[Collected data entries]
- Opening Delimiter -
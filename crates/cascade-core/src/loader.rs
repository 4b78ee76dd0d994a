//! Loading per-directory configuration from storage.
//!
//! This is the only module that touches the filesystem. A lookup must keep
//! working with a missing, unreadable or malformed file, so the
//! [`ConfigFileLoader`] contract is infallible: every failure degrades to
//! [`ConfigFile::empty`] and is reported through `tracing`.

use crate::constants::CONFIG_FILE_NAME;
use crate::{ConfigFile, Error, Result, parse};
use cascade_fs::{NormalizedPath, io};
use std::sync::Arc;

/// Source of per-directory configuration.
pub trait ConfigFileLoader: Send + Sync {
    /// Load the configuration declared directly in `directory`.
    ///
    /// Must not fail: absent or broken files yield an empty configuration.
    fn load(&self, directory: &NormalizedPath) -> Arc<ConfigFile>;
}

impl<L: ConfigFileLoader + ?Sized> ConfigFileLoader for Arc<L> {
    fn load(&self, directory: &NormalizedPath) -> Arc<ConfigFile> {
        (**self).load(directory)
    }
}

/// Reads `<directory>/<file_name>` from disk.
#[derive(Debug, Clone)]
pub struct FsConfigLoader {
    file_name: String,
}

impl FsConfigLoader {
    /// Create a loader looking for the given file name in each directory.
    pub fn new(file_name: impl Into<String>) -> Self {
        Self {
            file_name: file_name.into(),
        }
    }

    pub fn file_name(&self) -> &str {
        &self.file_name
    }

    /// Load a directory's configuration, reporting failures.
    ///
    /// Returns `Ok(None)` when the directory declares nothing.
    pub fn try_load(&self, directory: &NormalizedPath) -> Result<Option<ConfigFile>> {
        try_load_file(&directory.join(&self.file_name))
    }
}

impl Default for FsConfigLoader {
    fn default() -> Self {
        Self::new(CONFIG_FILE_NAME)
    }
}

impl ConfigFileLoader for FsConfigLoader {
    fn load(&self, directory: &NormalizedPath) -> Arc<ConfigFile> {
        load_config_file(&directory.join(&self.file_name))
    }
}

/// Load an explicit configuration file with the loader's degradation policy.
pub fn load_config_file(path: &NormalizedPath) -> Arc<ConfigFile> {
    match try_load_file(path) {
        Ok(Some(file)) => {
            tracing::debug!(path = %path, entries = file.len(), root = file.is_root(), "Loaded config");
            Arc::new(file)
        }
        Ok(None) => ConfigFile::empty(),
        Err(e) => {
            tracing::warn!(path = %path, error = %e, "Ignoring unusable config file");
            ConfigFile::empty()
        }
    }
}

fn try_load_file(path: &NormalizedPath) -> Result<Option<ConfigFile>> {
    let Some(content) = io::read_text_if_exists(path)? else {
        return Ok(None);
    };
    parse(&content).map(Some).map_err(|source| Error::Parse {
        path: path.to_native(),
        source,
    })
}
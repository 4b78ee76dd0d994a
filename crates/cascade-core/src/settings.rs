//! Resolver settings
//!
//! Settings come from, in increasing precedence:
//! 1. Built-in defaults (`.analyzerconfig`, no session default)
//! 2. A settings file (`.toml`, `.json`, `.yaml`) passed to [`ResolverSettings::load`]
//! 3. Environment overrides (`CASCADE_CONFIG_FILE_NAME`, `CASCADE_DEFAULT_CONFIG`)
//!
//! [`ResolverSettings::discover`] additionally picks up a user-wide default
//! file from the platform config directory when none is configured.

use crate::constants::{
    CONFIG_FILE_NAME, ENV_CONFIG_FILE_NAME, ENV_DEFAULT_CONFIG, USER_CONFIG_DIR,
    USER_DEFAULT_FILE_NAME,
};
use crate::{Error, Result};
use cascade_fs::{ConfigStore, NormalizedPath};
use serde::{Deserialize, Serialize};
use std::path::PathBuf;

/// How the resolver finds configuration on disk.
#[derive(Debug, Clone, PartialEq, Eq, Serialize, Deserialize)]
#[serde(default)]
pub struct ResolverSettings {
    /// File name looked up in each directory
    pub file_name: String,

    /// File loaded once per session as the final fallback
    pub default_config: Option<PathBuf>,
}

impl Default for ResolverSettings {
    fn default() -> Self {
        Self {
            file_name: CONFIG_FILE_NAME.to_string(),
            default_config: None,
        }
    }
}

impl ResolverSettings {
    /// Load settings from a TOML, JSON or YAML file.
    pub fn load(path: &NormalizedPath) -> Result<Self> {
        let settings: Self = ConfigStore::new().load(path)?;
        settings.validate()?;
        Ok(settings)
    }

    /// Apply overrides from the process environment.
    pub fn from_env() -> Self {
        let mut settings = Self::default();
        settings.apply_overrides(|name| std::env::var(name).ok());
        settings
    }

    /// Environment settings plus the user-wide default file if present.
    pub fn discover() -> Self {
        let mut settings = Self::from_env();
        if settings.default_config.is_none() {
            settings.default_config = Self::user_default_config().filter(|path| path.is_file());
        }
        if let Err(e) = settings.validate() {
            tracing::warn!(error = %e, "Ignoring invalid resolver settings, using defaults");
            return Self::default();
        }
        tracing::debug!(?settings, "Discovered resolver settings");
        settings
    }

    /// Apply overrides through `lookup`, which maps a variable name to its
    /// value. Empty values are ignored.
    pub fn apply_overrides(&mut self, lookup: impl Fn(&str) -> Option<String>) {
        let lookup = |name: &str| lookup(name).filter(|value| !value.trim().is_empty());

        if let Some(file_name) = lookup(ENV_CONFIG_FILE_NAME) {
            self.file_name = file_name.trim().to_string();
        }
        if let Some(default_config) = lookup(ENV_DEFAULT_CONFIG) {
            self.default_config = Some(PathBuf::from(default_config));
        }
    }

    /// Check that the file name is a single, non-empty path component.
    pub fn validate(&self) -> Result<()> {
        let name = self.file_name.trim();
        if name.is_empty() || name == "." || name == ".." {
            return Err(Error::Settings {
                message: format!("file_name {:?} is not a file name", self.file_name),
            });
        }
        if name.contains(['/', '\\']) {
            return Err(Error::Settings {
                message: format!("file_name {:?} must not contain separators", self.file_name),
            });
        }
        Ok(())
    }

    /// Location of the user-wide default file:
    /// - Linux: `~/.config/config-cascade/defaults.analyzerconfig`
    /// - macOS: `~/Library/Application Support/config-cascade/defaults.analyzerconfig`
    /// - Windows: `%APPDATA%\config-cascade\defaults.analyzerconfig`
    pub fn user_default_config() -> Option<PathBuf> {
        dirs::config_dir().map(|dir| dir.join(USER_CONFIG_DIR).join(USER_DEFAULT_FILE_NAME))
    }
}
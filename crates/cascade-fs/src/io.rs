//! Read-only I/O operations

use crate::{Error, NormalizedPath, Result};
use std::fs;

/// Read text content from a file.
pub fn read_text(path: &NormalizedPath) -> Result<String> {
    let native_path = path.to_native();
    fs::read_to_string(&native_path).map_err(|e| Error::io(&native_path, e))
}

/// Read text content from a file, treating a missing file as `None`.
///
/// Any other failure (permissions, invalid UTF-8, a directory in the way)
/// is still an error.
pub fn read_text_if_exists(path: &NormalizedPath) -> Result<Option<String>> {
    match read_text(path) {
        Ok(content) => Ok(Some(content)),
        Err(e) if e.is_not_found() => {
            tracing::trace!(path = %path, "No file present");
            Ok(None)
        }
        Err(e) => Err(e),
    }
}
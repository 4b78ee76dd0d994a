//! Per-session resolution over the directory hierarchy.

use crate::{ConfigFile, ConfigFileLoader};
use cascade_fs::NormalizedPath;
use dashmap::DashMap;
use std::collections::BTreeMap;
use std::path::Path;
use std::sync::{Arc, OnceLock};

/// Where a resolved value was declared.
#[derive(Debug, Clone, PartialEq, Eq)]
pub enum Source {
    /// The configuration file of this directory
    Directory(NormalizedPath),
    /// The session default
    Default,
}

/// A value found for a key, with its origin.
#[derive(Debug, Clone, PartialEq, Eq)]
pub struct Resolved {
    pub value: String,
    pub source: Source,
}

type DirectoryCell = Arc<OnceLock<Arc<ConfigFile>>>;

/// Resolves keys for files by cascading directory configurations.
///
/// Each directory is loaded at most once for the lifetime of the
/// hierarchy. Concurrent lookups that reach the same uncached directory
/// wait on a shared once-cell instead of loading it twice, while lookups
/// for other directories proceed independently.
pub struct ConfigurationHierarchy {
    root_default: Arc<ConfigFile>,
    loader: Arc<dyn ConfigFileLoader>,
    directories: DashMap<NormalizedPath, DirectoryCell>,
}

impl ConfigurationHierarchy {
    /// Create a hierarchy over `loader` with `root_default` as the final
    /// fallback.
    pub fn new(loader: Arc<dyn ConfigFileLoader>, root_default: Arc<ConfigFile>) -> Self {
        Self {
            root_default,
            loader,
            directories: DashMap::new(),
        }
    }

    /// Look up `key` for the file at `file_path`.
    ///
    /// Returns `None` when no directory up to the nearest root marker, nor
    /// the session default, declares the key. An empty path is never
    /// found.
    pub fn try_get_value(&self, file_path: impl AsRef<Path>, key: &str) -> Option<String> {
        self.resolve(file_path, key).map(|resolved| resolved.value)
    }

    /// Like [`try_get_value`](Self::try_get_value), also reporting where
    /// the value came from.
    pub fn resolve(&self, file_path: impl AsRef<Path>, key: &str) -> Option<Resolved> {
        let file_path = NormalizedPath::new(file_path);
        if file_path.is_empty() {
            return None;
        }

        let mut dir = file_path.parent();
        while let Some(current) = dir {
            let config = self.directory(&current);
            if let Some(value) = config.try_get(key) {
                return Some(Resolved {
                    value: value.to_string(),
                    source: Source::Directory(current),
                });
            }
            if config.is_root() {
                tracing::trace!(dir = %current, key, "Stopping at root config");
                break;
            }
            dir = current.parent();
        }

        self.root_default.try_get(key).map(|value| Resolved {
            value: value.to_string(),
            source: Source::Default,
        })
    }

    /// Every key visible to the file at `file_path` with its effective
    /// value, using the same precedence as [`resolve`](Self::resolve).
    pub fn effective_config(&self, file_path: impl AsRef<Path>) -> BTreeMap<String, String> {
        let mut effective = BTreeMap::new();
        let file_path = NormalizedPath::new(file_path);
        if file_path.is_empty() {
            return effective;
        }

        let mut dir = file_path.parent();
        while let Some(current) = dir {
            let config = self.directory(&current);
            for (key, value) in config.iter() {
                effective
                    .entry(key.to_string())
                    .or_insert_with(|| value.to_string());
            }
            if config.is_root() {
                break;
            }
            dir = current.parent();
        }

        for (key, value) in self.root_default.iter() {
            effective
                .entry(key.to_string())
                .or_insert_with(|| value.to_string());
        }
        effective
    }

    /// The session-wide fallback configuration.
    pub fn root_default(&self) -> &Arc<ConfigFile> {
        &self.root_default
    }

    /// Number of directories consulted so far.
    pub fn cached_directories(&self) -> usize {
        self.directories.len()
    }

    fn directory(&self, dir: &NormalizedPath) -> Arc<ConfigFile> {
        if let Some(config) = self.directories.get(dir).and_then(|cell| cell.get().cloned()) {
            tracing::trace!(dir = %dir, "Config cache hit");
            return config;
        }

        // Hold the shard lock only long enough to obtain the cell.
        let cell = Arc::clone(&*self.directories.entry(dir.clone()).or_default());
        Arc::clone(cell.get_or_init(|| {
            tracing::debug!(dir = %dir, "Loading directory config");
            self.loader.load(dir)
        }))
    }
}

impl std::fmt::Debug for ConfigurationHierarchy {
    fn fmt(&self, f: &mut std::fmt::Formatter<'_>) -> std::fmt::Result {
        f.debug_struct("ConfigurationHierarchy")
            .field("root_default", &self.root_default)
            .field("cached_directories", &self.directories.len())
            .finish()
    }
}
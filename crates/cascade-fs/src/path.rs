//! Normalized path handling for the upward directory walk
//!
//! Parent computation is purely textual: no symlink resolution, no `..`
//! collapsing, no filesystem access. The walk terminates because every
//! `parent()` call strictly shortens the path and a root has no parent.

use std::path::{Path, PathBuf};

/// A path normalized to use forward slashes internally.
///
/// Normalization converts backslashes to forward slashes, collapses repeated
/// separators, drops `.` segments and trailing separators. A leading `//`
/// (network share) and a drive prefix such as `C:/` are kept as the path's
/// root.
#[derive(Debug, Clone, PartialEq, Eq, Hash, PartialOrd, Ord)]
pub struct NormalizedPath {
    /// Internal representation always uses forward slashes
    inner: String,
}

impl NormalizedPath {
    /// Create a new NormalizedPath from any path-like input.
    ///
    /// The path is converted lossily: bytes that are not valid UTF-8 become
    /// U+FFFD, so a directory with such a name is looked up under a
    /// different name and reads as having no configuration.
    pub fn new(path: impl AsRef<Path>) -> Self {
        let path_str = path.as_ref().to_string_lossy();
        Self {
            inner: clean(&path_str.replace('\\', "/")),
        }
    }

    /// Get the internal normalized string representation.
    pub fn as_str(&self) -> &str {
        &self.inner
    }

    /// True for the empty path, which has no directory to walk.
    pub fn is_empty(&self) -> bool {
        self.inner.is_empty()
    }

    /// Convert to a platform-native PathBuf for I/O operations.
    pub fn to_native(&self) -> PathBuf {
        PathBuf::from(&self.inner)
    }

    /// Join this path with a relative segment.
    pub fn join(&self, segment: &str) -> Self {
        if self.inner.is_empty() {
            return Self::new(segment);
        }
        let segment = segment.trim_start_matches(['/', '\\']);
        let joined = if self.inner.ends_with('/') {
            format!("{}{}", self.inner, segment)
        } else {
            format!("{}/{}", self.inner, segment)
        };
        Self::new(joined)
    }

    /// Get the parent directory.
    ///
    /// Returns `None` for a root (`/`, `C:/`, `//`) and for a single
    /// relative segment.
    pub fn parent(&self) -> Option<Self> {
        let (root, rest) = split_root(&self.inner);
        if rest.is_empty() {
            return None;
        }
        match rest.rfind('/') {
            Some(idx) => Some(Self {
                inner: format!("{}{}", root, &rest[..idx]),
            }),
            None if !root.is_empty() => Some(Self {
                inner: root.to_string(),
            }),
            None => None,
        }
    }

    /// Iterate over this path and each of its parents, closest first.
    pub fn ancestors(&self) -> impl Iterator<Item = NormalizedPath> + '_ {
        std::iter::successors(Some(self.clone()), NormalizedPath::parent)
    }

    /// Get the file name component.
    pub fn file_name(&self) -> Option<&str> {
        let (_, rest) = split_root(&self.inner);
        rest.rsplit('/').next().filter(|name| !name.is_empty())
    }

    /// Get the extension if present.
    pub fn extension(&self) -> Option<&str> {
        self.file_name().and_then(|name| {
            let idx = name.rfind('.')?;
            if idx == 0 {
                None
            } else {
                Some(&name[idx + 1..])
            }
        })
    }

    /// True when the path starts at a root (`/`, a drive, or a share).
    pub fn is_absolute(&self) -> bool {
        !split_root(&self.inner).0.is_empty()
    }

    /// Check if this appears to be a network path (`//server/share`).
    pub fn is_network_path(&self) -> bool {
        self.inner.starts_with("//")
    }
}

/// Split a forward-slash path into its root and the remainder.
///
/// The remainder never starts with a separator.
fn split_root(path: &str) -> (&str, &str) {
    if path.starts_with("//") && !path.starts_with("///") {
        return path.split_at(2);
    }
    if path.starts_with('/') {
        return ("/", path.trim_start_matches('/'));
    }
    let bytes = path.as_bytes();
    if bytes.len() >= 3 && bytes[0].is_ascii_alphabetic() && bytes[1] == b':' && bytes[2] == b'/'
    {
        return (&path[..3], path[3..].trim_start_matches('/'));
    }
    ("", path)
}

fn clean(path: &str) -> String {
    let (root, rest) = split_root(path);
    let segments: Vec<&str> = rest
        .split('/')
        .filter(|segment| !segment.is_empty() && *segment != ".")
        .collect();

    let mut cleaned = String::with_capacity(path.len());
    cleaned.push_str(root);
    cleaned.push_str(&segments.join("/"));
    cleaned
}

impl AsRef<Path> for NormalizedPath {
    fn as_ref(&self) -> &Path {
        Path::new(&self.inner)
    }
}

impl std::fmt::Display for NormalizedPath {
    fn fmt(&self, f: &mut std::fmt::Formatter<'_>) -> std::fmt::Result {
        write!(f, "{}", self.inner)
    }
}

impl From<&str> for NormalizedPath {
    fn from(s: &str) -> Self {
        Self::new(s)
    }
}

impl From<String> for NormalizedPath {
    fn from(s: String) -> Self {
        Self::new(s)
    }
}

impl From<PathBuf> for NormalizedPath {
    fn from(p: PathBuf) -> Self {
        Self::new(p)
    }
}

impl From<&Path> for NormalizedPath {
    fn from(p: &Path) -> Self {
        Self::new(p)
    }
}
//! Shared test utilities for the config-cascade workspace.
//!
//! This crate provides standardised fixtures so the crate test suites do not
//! each build their own. It is a dev-dependency only, never published.
//!
//! # Modules
//!
//! - [`tree`]: [`ConfigTree`](tree::ConfigTree), real directory trees with
//!   configuration files on disk
//! - [`loader`]: [`CountingLoader`](loader::CountingLoader), an in-memory
//!   loader that records every load

pub mod loader;
pub mod tree;

pub use loader::CountingLoader;
pub use tree::ConfigTree;
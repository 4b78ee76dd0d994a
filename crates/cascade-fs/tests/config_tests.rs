use cascade_fs::{ConfigStore, Error, NormalizedPath};
use pretty_assertions::assert_eq;
use serde::Deserialize;
use std::fs;
use tempfile::TempDir;

#[derive(Debug, Deserialize, PartialEq)]
struct TestConfig {
    name: String,
    count: i32,
}

fn load_from(file_name: &str, content: &str) -> cascade_fs::Result<TestConfig> {
    let temp = TempDir::new().unwrap();
    let file_path = temp.path().join(file_name);
    fs::write(&file_path, content).unwrap();
    ConfigStore::new().load(&NormalizedPath::new(&file_path))
}

#[test]
fn test_load_toml() {
    let config = load_from("config.toml", "name = \"test\"\ncount = 42").unwrap();
    assert_eq!(config, TestConfig { name: "test".into(), count: 42 });
}

#[test]
fn test_load_json() {
    let config = load_from("config.json", r#"{"name": "test", "count": 42}"#).unwrap();
    assert_eq!(config, TestConfig { name: "test".into(), count: 42 });
}

#[test]
fn test_load_yaml() {
    let config = load_from("config.yml", "name: test\ncount: 42").unwrap();
    assert_eq!(config, TestConfig { name: "test".into(), count: 42 });
}

#[test]
fn test_load_invalid_toml_reports_format() {
    let err = load_from("config.toml", "name = ").unwrap_err();
    match err {
        Error::ConfigParse { format, .. } => assert_eq!(format, "TOML"),
        other => panic!("expected ConfigParse, got {other:?}"),
    }
}

#[test]
fn test_load_unsupported_extension() {
    let err = load_from("config.ini", "name = test").unwrap_err();
    assert!(matches!(err, Error::UnsupportedFormat { extension } if extension == "ini"));
}

#[test]
fn test_load_missing_file_is_io_error() {
    let temp = TempDir::new().unwrap();
    let path = NormalizedPath::new(temp.path().join("absent.toml"));
    let err = ConfigStore::new().load::<TestConfig>(&path).unwrap_err();
    assert!(err.is_not_found());
}
//! Error types for cascade-core
//!
//! Lookups never surface these: the loader degrades every failure to an
//! empty configuration. They are returned by settings loading and by
//! direct calls to the parser.

use std::path::PathBuf;

/// Result type for cascade-core operations
pub type Result<T> = std::result::Result<T, Error>;

/// Errors that can occur in cascade-core operations
#[derive(Debug, thiserror::Error)]
pub enum Error {
    /// Configuration text could not be parsed
    #[error("Failed to parse {path}: {source}")]
    Parse {
        path: PathBuf,
        #[source]
        source: crate::ParseError,
    },

    /// Resolver settings are unusable
    #[error("Invalid resolver settings: {message}")]
    Settings { message: String },

    /// Filesystem error from cascade-fs
    #[error(transparent)]
    Fs(#[from] cascade_fs::Error),
}
//! Well-known names shared across the resolver.

/// File name looked up in every directory during the walk.
pub const CONFIG_FILE_NAME: &str = ".analyzerconfig";

/// Reserved key whose `true` value stops the upward walk.
pub const ROOT_KEY: &str = "root";

/// Directory under the user's config dir holding the user-wide default.
pub const USER_CONFIG_DIR: &str = "config-cascade";

/// File name of the user-wide default inside [`USER_CONFIG_DIR`].
pub const USER_DEFAULT_FILE_NAME: &str = "defaults.analyzerconfig";

/// Environment variable overriding the per-directory file name.
pub const ENV_CONFIG_FILE_NAME: &str = "CASCADE_CONFIG_FILE_NAME";

/// Environment variable naming the session default file.
pub const ENV_DEFAULT_CONFIG: &str = "CASCADE_DEFAULT_CONFIG";
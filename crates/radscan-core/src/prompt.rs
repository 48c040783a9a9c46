//! The fixed instructional prompt sent with every analysis request.

/// Five-section diagnostic briefing for the multimodal model. The research
/// section instructs the model to use its web search tool.
pub const ANALYSIS_PROMPT: &str = r#"
You are a highly skilled medical imaging expert with extensive knowledge in radiology and diagnostic imaging. Analyze the patient's medical image and structure your response as follows:

### 1. Image Type & Region
- Specify the imaging modality (X-ray/MRI/CT/Ultrasound/etc.)
- Identify the patient's anatomical region and positioning
- Comment on image quality and technical adequacy

### 2. Key Findings
- List primary observations systematically
- Note any abnormalities with precise descriptions
- Include measurements and densities where relevant
- Describe location, size, shape, and characteristics
- Rate severity: Normal/Mild/Moderate/Severe

### 3. Diagnostic Assessment
- Provide a primary diagnosis with a confidence level
- List differential diagnoses in order of likelihood
- Support each diagnosis with observed evidence from the imaging
- Note any critical or urgent findings

### 4. Patient-Friendly Explanation
- Explain the findings in simple, clear language the patient can understand
- Avoid medical jargon, or define it plainly when unavoidable
- Include visual analogies if helpful
- Address common patient concerns related to these findings

### 5. Research Context
IMPORTANT: Use the web search tool to:
- Find recent medical literature about similar cases
- Search for standard treatment protocols
- Provide a list of relevant medical links
- Research any relevant technological advances
- Include 2-3 key references to support your analysis

Format your response using clear markdown headers and bullet points. Be concise yet thorough.
"#;
//! Session-scoped state: the credential and the agent built from it, created
//! once at startup and passed to every operation.

use crate::agent::Agent;
use crate::env;
use crate::error::{Error, Result};
use crate::imaging::ImageArtifact;
use std::path::Path;

/// Everything a session holds. The credential is read once; the agent is
/// either fully configured or absent.
#[derive(Debug, Clone)]
pub struct Session {
    credential: Option<String>,
    agent: Option<Agent>,
}

impl Session {
    /// Reads the environment (with a `.env` file beside `base_path` filling
    /// in gaps) and builds the agent if a credential is present.
    pub fn initialize(base_path: &Path) -> Self {
        Session::from_credential(env::resolve_credential(base_path))
    }

    /// Builds a session from an already-resolved credential.
    pub fn from_credential(credential: Option<String>) -> Self {
        let agent = credential.as_deref().and_then(Agent::build);
        Session { credential, agent }
    }

    pub fn has_credential(&self) -> bool {
        self.credential.is_some()
    }

    pub fn agent(&self) -> Option<&Agent> {
        self.agent.as_ref()
    }

    /// Replaces the agent, keeping the credential. Test hook for pointing at
    /// a mock endpoint.
    pub fn with_agent(mut self, agent: Agent) -> Self {
        self.agent = Some(agent);
        self
    }

    /// The analysis invoker: refuses outright when no agent is configured,
    /// otherwise delegates to the agent. No outbound call is ever attempted
    /// without a credential.
    pub async fn analyze(&self, prompt: &str, artifact: &ImageArtifact) -> Result<String> {
        match &self.agent {
            Some(agent) => agent.analyze(prompt, artifact).await,
            None => Err(Error::MissingCredential),
        }
    }
}

#[cfg(test)]
mod tests {
    use super::*;

    #[test]
    fn test_no_credential_means_no_agent() {
        let session = Session::from_credential(None);
        assert!(!session.has_credential());
        assert!(session.agent().is_none());
    }

    #[test]
    fn test_empty_credential_means_no_agent() {
        // A present-but-empty variable must not produce a partial agent.
        let session = Session::from_credential(Some(String::new()));
        assert!(session.has_credential());
        assert!(session.agent().is_none());
    }

    #[test]
    fn test_credential_builds_agent_once_per_session() {
        let session = Session::from_credential(Some("test-key".to_string()));
        assert!(session.agent().is_some());

        let rebuilt = Session::from_credential(Some("test-key".to_string()));
        assert_eq!(session.agent(), rebuilt.agent());
    }
}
- Closing Delimiter -
• [The task] Set down, exactly as they appear above, all lines from the one that has "pub const CONFIG_FILE_NAME: &str" down to the one that has "pub const USER_CONFIG_DIR: &str", including those two and no others.

• [Answer for this exercise]
pub const CONFIG_FILE_NAME: &str = ".analyzerconfig";

/// Reserved key whose `true` value stops the upward walk.
pub const ROOT_KEY: &str = "root";

/// Directory under the user's config dir holding the user-wide default.
pub const USER_CONFIG_DIR: &str = "config-cascade";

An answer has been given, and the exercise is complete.